Un film de Sheng Ding, avec Jackie Chan, Leehom Wang, Sung-jun Yoo

Sorti le 24 avril – HK Video

Genre : aventures martiales

Ah, Jackie Chan ! Voilà une star qui quoiqu’on en dise sait se remettre en cause. Jackie n’a plus 20 ans (il en a 59) et a dû ces dernières années recentrer sa carrière sur des rôles mettant en avant ses capacités d’acteur dramatique, comme Shinjuku Incident, Karate Kid ou 1911 – ça ne l’a pas empêché de se lancer récemment dans le tournage mouvementé d’un Armour of God 3. Little Big Soldier est à mi-chemin entre cette velléité de tenter de nouvelles choses, et la bonne vieille formule du Jackie gentil et agile. C’est une aventure médiévale réussie qu’il nous offre, basée sur un duo de personnages antinomiques : le simple soldat joué par Jackie et un général ennemi qu’il a capturé, joué par Leehom Wang (une star de la chanson taïwanaise). Le ton enfantin et les péripéties hautes en couleurs rencontrés par les deux acteurs rappelle l’époque des Drunken Master, mais Little big soldier possède son charme propre, en plus de nous réconcilier avec un acteur qui entame une « nouvelle » (sic) carrière de plus en plus surprenante.

The Crash

Un film de Dante Lam, avec Nicholas Tse, Jingchu Zhang, Nick Cheung

Sorti le 4 avril – Wild Side

Genre : thriller

Si on avait dit un jour que les films d’Innaritu inspireraient un polar hong-kongais… Et pourtant, The Crash (« traduction » unilatérale du bien plus puissant Beast Stalker) se concentre lui aussi sur les conséquences d’un accident traumatique, où une petite fille à trouvé la mort.
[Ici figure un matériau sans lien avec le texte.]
//! Shared utilities for the review pipeline.
//!
//! This module contains the column access and fill helpers used across the
//! cleaning, imputation and analysis stages.

use crate::error::{Result, ReviewError};
use crate::types::{ReviewRecord, SATISFACTION_COLUMN};
use polars::prelude::*;

// =============================================================================
// Column Access Utilities
// =============================================================================

/// Check whether the dataset has a column with this exact name.
pub fn has_column(df: &DataFrame, column: &str) -> bool {
    df.get_column_index(column).is_some()
}

/// Fetch a column, failing with a schema error naming the stage that needs it.
pub fn require_column<'a>(df: &'a DataFrame, column: &str, stage: &str) -> Result<&'a Column> {
    df.column(column)
        .map_err(|_| ReviewError::missing_column(column, stage))
}

/// Read a Series as `f64` values.
///
/// Cells that cannot be parsed as numbers, and NaN, come back as `None`.
pub fn numeric_values(series: &Series) -> PolarsResult<Vec<Option<f64>>> {
    let floats = series.cast(&DataType::Float64)?;
    Ok(floats
        .f64()?
        .into_iter()
        .map(|v| v.filter(|x| !x.is_nan()))
        .collect())
}

/// Count missing cells: nulls, plus NaN in float columns.
pub fn missing_count(series: &Series) -> PolarsResult<usize> {
    if series.dtype().is_float() {
        Ok(numeric_values(series)?.iter().filter(|v| v.is_none()).count())
    } else {
        Ok(series.null_count())
    }
}

/// Read a required column as `f64` values.
pub fn column_values(df: &DataFrame, column: &str, stage: &str) -> Result<Vec<Option<f64>>> {
    let col = require_column(df, column, stage)?;
    Ok(numeric_values(col.as_materialized_series())?)
}

/// Read `Satisfaction_Percentage` for a stage that runs after imputation.
///
/// Any value still missing at this point is skipped by the caller, so the
/// values are returned together with their row positions.
pub fn satisfaction_by_row(df: &DataFrame, stage: &str) -> Result<Vec<(usize, f64)>> {
    Ok(column_values(df, SATISFACTION_COLUMN, stage)?
        .into_iter()
        .enumerate()
        .filter_map(|(i, v)| v.map(|value| (i, value)))
        .collect())
}

/// Render a cell as plain text (no quoting), empty for null.
pub fn any_value_to_string(value: &AnyValue) -> String {
    match value {
        AnyValue::Null => String::new(),
        AnyValue::String(s) => s.to_string(),
        AnyValue::StringOwned(s) => s.to_string(),
        other => format!("{}", other),
    }
}

/// Read one row of the dataset as a [`ReviewRecord`].
pub fn record_at(df: &DataFrame, index: usize, satisfaction: f64) -> Result<ReviewRecord> {
    let mut fields = Vec::with_capacity(df.width());
    for col in df.get_columns() {
        let value = col.get(index)?;
        fields.push((col.name().to_string(), any_value_to_string(&value)));
    }

    Ok(ReviewRecord {
        index,
        satisfaction,
        fields,
    })
}

// =============================================================================
// Series Transformation Utilities
// =============================================================================

/// Fill null values in a numeric Series with a specific value.
///
/// The result is always `Float64`.
pub fn fill_numeric_nulls(series: &Series, fill_value: f64) -> PolarsResult<Series> {
    let filled: Vec<Option<f64>> = numeric_values(series)?
        .into_iter()
        .map(|v| Some(v.unwrap_or(fill_value)))
        .collect();

    Ok(Series::new(series.name().clone(), filled))
}

/// Fill null values in a Series with a text value.
///
/// Non-string columns are cast to `String` first, so existing values keep
/// their textual representation. NaN in a float column counts as missing.
pub fn fill_string_nulls(series: &Series, fill_value: &str) -> PolarsResult<Series> {
    let as_text = if series.dtype().is_float() {
        Series::new(series.name().clone(), numeric_values(series)?).cast(&DataType::String)?
    } else {
        series.cast(&DataType::String)?
    };
    let filled: StringChunked = as_text
        .str()?
        .into_iter()
        .map(|v| Some(v.unwrap_or(fill_value)))
        .collect();

    Ok(filled.with_name(series.name().clone()).into_series())
}

// =============================================================================
// Tests
// =============================================================================

#[cfg(test)]
mod tests {
    use super::*;

    #[test]
    fn test_numeric_values_from_strings() {
        let series = Series::new("age".into(), &[Some("25"), Some("abc"), None, Some("-3")]);
        let values = numeric_values(&series).unwrap();
        assert_eq!(values, vec![Some(25.0), None, None, Some(-3.0)]);
    }

    #[test]
    fn test_numeric_values_treats_nan_as_missing() {
        let series = Series::new("score".into(), &[1.0, f64::NAN, 3.0]);
        let values = numeric_values(&series).unwrap();
        assert_eq!(values, vec![Some(1.0), None, Some(3.0)]);
    }

    #[test]
    fn test_require_column_reports_stage() {
        let df = df!["Name" => ["a"]].unwrap();
        let err = require_column(&df, "Age", "row filter").unwrap_err();
        assert_eq!(err.error_code(), "SCHEMA_ERROR");
        assert!(err.to_string().contains("row filter"));
    }

    #[test]
    fn test_fill_numeric_nulls() {
        let series = Series::new("test".into(), &[Some(1.0), None, Some(3.0)]);
        let filled = fill_numeric_nulls(&series, 0.0).unwrap();

        assert_eq!(filled.null_count(), 0);
        assert_eq!(filled.get(1).unwrap().try_extract::<f64>().unwrap(), 0.0);
        assert_eq!(filled.get(2).unwrap().try_extract::<f64>().unwrap(), 3.0);
    }

    #[test]
    fn test_fill_string_nulls_keeps_values_unquoted() {
        let series = Series::new("text".into(), &[Some("Hello"), None]);
        let filled = fill_string_nulls(&series, "Not Specified").unwrap();

        let values: Vec<Option<&str>> = filled.str().unwrap().into_iter().collect();
        assert_eq!(values, vec![Some("Hello"), Some("Not Specified")]);
    }

    #[test]
    fn test_fill_string_nulls_on_numeric_column() {
        let series = Series::new("score".into(), &[Some(1i64), None]);
        let filled = fill_string_nulls(&series, "Not Specified").unwrap();

        assert_eq!(filled.dtype(), &DataType::String);
        let values: Vec<Option<&str>> = filled.str().unwrap().into_iter().collect();
        assert_eq!(values, vec![Some("1"), Some("Not Specified")]);
    }

    #[test]
    fn test_missing_count_includes_nan() {
        let floats = Series::new("score".into(), &[Some(1.0), Some(f64::NAN), None]);
        assert_eq!(missing_count(&floats).unwrap(), 2);

        let text = Series::new("name".into(), &[Some("NaN"), None]);
        assert_eq!(missing_count(&text).unwrap(), 1);
    }

    #[test]
    fn test_fill_string_nulls_replaces_nan() {
        let series = Series::new("score".into(), &[Some(2.5), Some(f64::NAN), None]);
        let filled = fill_string_nulls(&series, "Not Specified").unwrap();

        let values: Vec<Option<&str>> = filled.str().unwrap().into_iter().collect();
        assert_eq!(
            values,
            vec![Some("2.5"), Some("Not Specified"), Some("Not Specified")]
        );
    }

    #[test]
    fn test_record_at() {
        let df = df![
            "Name" => ["Alice", "Bob"],
            "Satisfaction_Percentage" => [80.0, 20.0],
        ]
        .unwrap();

        let record = record_at(&df, 1, 20.0).unwrap();
        assert_eq!(record.index, 1);
        assert_eq!(record.name(), "Bob");
        assert!(record.get("Satisfaction_Percentage").unwrap().starts_with("20"));
    }
}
Le film de Dante Lam, antérieur à ses derniers coups d’éclat (Fire of Conscience, The Insider et prochainement Viral Factor), a à la fois pour héros le policier qui jure de se racheter de cette mort accidentelle, et un kidnappeur qui va lui en donner l’occasion. Nicholas Tse et Nick Cheung ont rarement été aussi bons que dans ce thriller gorgé d’action sous haute tension, sursaut stylistique qui a changé l’image que l’on pouvait de son réalisateur, et qui rappelle les grandes heures du polar HK des années 90. Du tout bon.